Once you reach the line containing "fn record(&self, event: GestureEvent)" in the data below, restate each line word for word up to and including the one containing "status.scrub_id = ScrubId::Spay;".

--- SUPPLIED INFORMATION ---

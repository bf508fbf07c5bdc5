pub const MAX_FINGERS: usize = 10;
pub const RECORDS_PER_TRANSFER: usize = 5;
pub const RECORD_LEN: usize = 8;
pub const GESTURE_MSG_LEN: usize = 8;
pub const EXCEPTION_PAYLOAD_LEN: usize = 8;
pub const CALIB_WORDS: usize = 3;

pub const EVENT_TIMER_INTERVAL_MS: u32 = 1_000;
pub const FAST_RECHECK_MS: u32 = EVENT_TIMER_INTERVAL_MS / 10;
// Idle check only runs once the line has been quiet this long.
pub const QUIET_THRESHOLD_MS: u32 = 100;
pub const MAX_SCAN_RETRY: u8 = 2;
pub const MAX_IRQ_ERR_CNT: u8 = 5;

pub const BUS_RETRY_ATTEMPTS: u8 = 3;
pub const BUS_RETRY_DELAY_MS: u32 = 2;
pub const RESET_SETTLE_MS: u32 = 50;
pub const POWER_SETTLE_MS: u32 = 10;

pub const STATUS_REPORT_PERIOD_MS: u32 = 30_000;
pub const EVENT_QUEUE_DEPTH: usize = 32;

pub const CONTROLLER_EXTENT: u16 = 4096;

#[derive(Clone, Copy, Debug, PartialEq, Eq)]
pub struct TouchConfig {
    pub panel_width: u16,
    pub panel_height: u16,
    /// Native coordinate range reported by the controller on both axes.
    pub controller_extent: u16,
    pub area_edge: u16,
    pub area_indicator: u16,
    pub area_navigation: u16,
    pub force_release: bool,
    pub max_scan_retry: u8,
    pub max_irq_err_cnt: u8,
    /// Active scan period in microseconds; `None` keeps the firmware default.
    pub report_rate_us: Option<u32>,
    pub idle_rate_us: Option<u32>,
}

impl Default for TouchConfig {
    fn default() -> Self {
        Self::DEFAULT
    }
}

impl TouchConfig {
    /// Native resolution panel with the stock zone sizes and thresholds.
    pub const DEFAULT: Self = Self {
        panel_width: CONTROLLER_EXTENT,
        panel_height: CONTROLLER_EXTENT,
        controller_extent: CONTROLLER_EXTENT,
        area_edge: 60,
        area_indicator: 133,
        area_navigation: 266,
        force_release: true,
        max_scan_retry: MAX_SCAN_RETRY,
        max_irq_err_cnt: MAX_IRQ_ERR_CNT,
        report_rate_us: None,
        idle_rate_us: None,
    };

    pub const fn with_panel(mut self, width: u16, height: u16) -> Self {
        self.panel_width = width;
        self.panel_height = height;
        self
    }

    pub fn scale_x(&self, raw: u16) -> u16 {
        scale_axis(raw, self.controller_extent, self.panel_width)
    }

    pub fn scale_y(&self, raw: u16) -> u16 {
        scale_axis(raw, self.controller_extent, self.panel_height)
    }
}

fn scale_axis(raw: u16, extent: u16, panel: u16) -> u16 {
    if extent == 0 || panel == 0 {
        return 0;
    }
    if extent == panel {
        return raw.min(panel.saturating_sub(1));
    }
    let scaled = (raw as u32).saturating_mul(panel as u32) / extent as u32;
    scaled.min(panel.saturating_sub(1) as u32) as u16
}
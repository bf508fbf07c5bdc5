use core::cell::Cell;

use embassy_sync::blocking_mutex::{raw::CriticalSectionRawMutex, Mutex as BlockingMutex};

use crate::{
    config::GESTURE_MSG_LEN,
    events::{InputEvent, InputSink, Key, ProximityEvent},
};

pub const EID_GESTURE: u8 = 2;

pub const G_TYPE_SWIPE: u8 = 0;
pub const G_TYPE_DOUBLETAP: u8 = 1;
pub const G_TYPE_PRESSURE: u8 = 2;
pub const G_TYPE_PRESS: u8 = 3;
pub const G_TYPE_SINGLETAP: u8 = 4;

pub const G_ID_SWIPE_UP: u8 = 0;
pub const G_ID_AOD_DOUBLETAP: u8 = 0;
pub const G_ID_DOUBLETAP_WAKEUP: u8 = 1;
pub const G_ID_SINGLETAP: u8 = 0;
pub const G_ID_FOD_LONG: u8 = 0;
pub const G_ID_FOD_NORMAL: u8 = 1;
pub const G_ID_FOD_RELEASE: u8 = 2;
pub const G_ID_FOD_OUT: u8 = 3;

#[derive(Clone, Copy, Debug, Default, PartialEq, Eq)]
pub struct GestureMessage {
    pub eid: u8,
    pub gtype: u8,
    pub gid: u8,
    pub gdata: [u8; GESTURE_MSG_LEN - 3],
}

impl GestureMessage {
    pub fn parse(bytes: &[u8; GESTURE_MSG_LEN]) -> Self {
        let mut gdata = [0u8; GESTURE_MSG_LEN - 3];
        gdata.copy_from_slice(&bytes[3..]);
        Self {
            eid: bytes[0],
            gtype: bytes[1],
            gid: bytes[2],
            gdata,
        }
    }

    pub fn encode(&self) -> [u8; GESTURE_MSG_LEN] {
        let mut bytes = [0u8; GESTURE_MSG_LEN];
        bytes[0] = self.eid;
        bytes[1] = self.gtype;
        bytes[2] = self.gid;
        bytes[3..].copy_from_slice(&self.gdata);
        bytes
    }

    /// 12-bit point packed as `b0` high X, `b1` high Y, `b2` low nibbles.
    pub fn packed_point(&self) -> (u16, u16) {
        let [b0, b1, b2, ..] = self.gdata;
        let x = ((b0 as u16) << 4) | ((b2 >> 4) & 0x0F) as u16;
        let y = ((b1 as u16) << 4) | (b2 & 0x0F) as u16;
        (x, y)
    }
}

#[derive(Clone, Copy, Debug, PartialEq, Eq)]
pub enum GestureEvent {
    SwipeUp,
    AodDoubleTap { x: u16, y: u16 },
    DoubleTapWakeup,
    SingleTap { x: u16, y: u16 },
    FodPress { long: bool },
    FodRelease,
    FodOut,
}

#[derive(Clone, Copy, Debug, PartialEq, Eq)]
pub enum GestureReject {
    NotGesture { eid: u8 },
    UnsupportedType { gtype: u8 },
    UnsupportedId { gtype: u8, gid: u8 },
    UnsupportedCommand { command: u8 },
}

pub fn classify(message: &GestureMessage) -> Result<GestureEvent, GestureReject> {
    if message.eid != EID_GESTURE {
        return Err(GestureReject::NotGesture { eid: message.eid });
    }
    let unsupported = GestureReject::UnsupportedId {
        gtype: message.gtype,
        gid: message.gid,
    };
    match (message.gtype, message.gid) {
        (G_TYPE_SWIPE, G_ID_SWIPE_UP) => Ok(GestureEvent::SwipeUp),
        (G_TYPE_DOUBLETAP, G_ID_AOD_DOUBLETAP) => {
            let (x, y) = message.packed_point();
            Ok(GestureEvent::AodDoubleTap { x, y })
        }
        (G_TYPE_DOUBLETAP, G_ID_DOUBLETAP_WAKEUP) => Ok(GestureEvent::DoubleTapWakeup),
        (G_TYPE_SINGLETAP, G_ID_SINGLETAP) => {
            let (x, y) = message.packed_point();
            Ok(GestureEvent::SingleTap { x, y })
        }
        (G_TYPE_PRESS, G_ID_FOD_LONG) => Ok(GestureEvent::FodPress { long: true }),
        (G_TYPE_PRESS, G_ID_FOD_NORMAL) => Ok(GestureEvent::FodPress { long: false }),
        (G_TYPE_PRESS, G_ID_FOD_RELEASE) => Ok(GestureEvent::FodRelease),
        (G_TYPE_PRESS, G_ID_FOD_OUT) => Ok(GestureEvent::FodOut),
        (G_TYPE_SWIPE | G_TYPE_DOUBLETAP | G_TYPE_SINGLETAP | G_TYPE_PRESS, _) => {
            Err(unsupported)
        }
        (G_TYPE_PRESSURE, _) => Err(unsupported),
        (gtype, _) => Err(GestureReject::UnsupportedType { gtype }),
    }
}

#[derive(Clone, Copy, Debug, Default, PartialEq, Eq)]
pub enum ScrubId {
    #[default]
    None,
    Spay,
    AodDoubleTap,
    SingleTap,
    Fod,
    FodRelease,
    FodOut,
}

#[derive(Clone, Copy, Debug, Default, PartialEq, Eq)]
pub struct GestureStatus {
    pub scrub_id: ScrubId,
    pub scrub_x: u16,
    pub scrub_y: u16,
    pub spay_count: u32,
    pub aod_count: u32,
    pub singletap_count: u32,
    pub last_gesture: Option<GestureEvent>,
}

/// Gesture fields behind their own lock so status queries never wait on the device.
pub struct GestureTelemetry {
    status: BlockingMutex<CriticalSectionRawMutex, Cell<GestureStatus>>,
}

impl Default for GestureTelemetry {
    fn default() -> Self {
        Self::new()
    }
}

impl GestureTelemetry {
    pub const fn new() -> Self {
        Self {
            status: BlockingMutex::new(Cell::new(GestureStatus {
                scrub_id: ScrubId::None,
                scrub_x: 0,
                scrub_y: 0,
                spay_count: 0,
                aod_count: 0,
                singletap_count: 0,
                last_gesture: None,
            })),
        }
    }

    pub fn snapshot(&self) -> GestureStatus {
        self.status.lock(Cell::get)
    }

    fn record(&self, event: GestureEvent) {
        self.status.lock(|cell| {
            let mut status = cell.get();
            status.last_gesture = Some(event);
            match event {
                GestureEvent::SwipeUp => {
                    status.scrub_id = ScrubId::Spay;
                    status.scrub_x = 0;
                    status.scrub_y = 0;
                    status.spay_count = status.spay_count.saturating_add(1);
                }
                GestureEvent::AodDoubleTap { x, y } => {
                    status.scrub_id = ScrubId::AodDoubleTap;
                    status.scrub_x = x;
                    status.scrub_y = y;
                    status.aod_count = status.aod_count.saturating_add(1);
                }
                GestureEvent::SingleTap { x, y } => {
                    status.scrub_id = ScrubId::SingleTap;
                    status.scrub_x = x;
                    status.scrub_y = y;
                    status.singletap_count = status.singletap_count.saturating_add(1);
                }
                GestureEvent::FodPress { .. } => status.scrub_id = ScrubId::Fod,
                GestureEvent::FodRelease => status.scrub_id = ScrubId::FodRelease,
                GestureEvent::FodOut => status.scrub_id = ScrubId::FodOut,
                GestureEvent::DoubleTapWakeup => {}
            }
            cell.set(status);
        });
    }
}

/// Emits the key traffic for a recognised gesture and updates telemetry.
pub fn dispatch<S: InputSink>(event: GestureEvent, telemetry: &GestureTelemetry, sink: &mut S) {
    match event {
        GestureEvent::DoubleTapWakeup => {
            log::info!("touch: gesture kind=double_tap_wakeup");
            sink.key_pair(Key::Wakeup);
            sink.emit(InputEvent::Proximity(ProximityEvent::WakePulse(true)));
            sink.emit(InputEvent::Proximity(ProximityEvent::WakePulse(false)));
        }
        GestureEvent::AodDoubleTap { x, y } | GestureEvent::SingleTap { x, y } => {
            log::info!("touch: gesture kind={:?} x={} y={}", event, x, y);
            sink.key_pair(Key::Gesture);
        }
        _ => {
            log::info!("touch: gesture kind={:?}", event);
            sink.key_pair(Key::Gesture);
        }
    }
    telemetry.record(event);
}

---

- **SOLVED PROBLEM**
    fn record(&self, event: GestureEvent) {
        self.status.lock(|cell| {
            let mut status = cell.get();
            status.last_gesture = Some(event);
            match event {
                GestureEvent::SwipeUp => {
                    status.scrub_id = ScrubId::Spay;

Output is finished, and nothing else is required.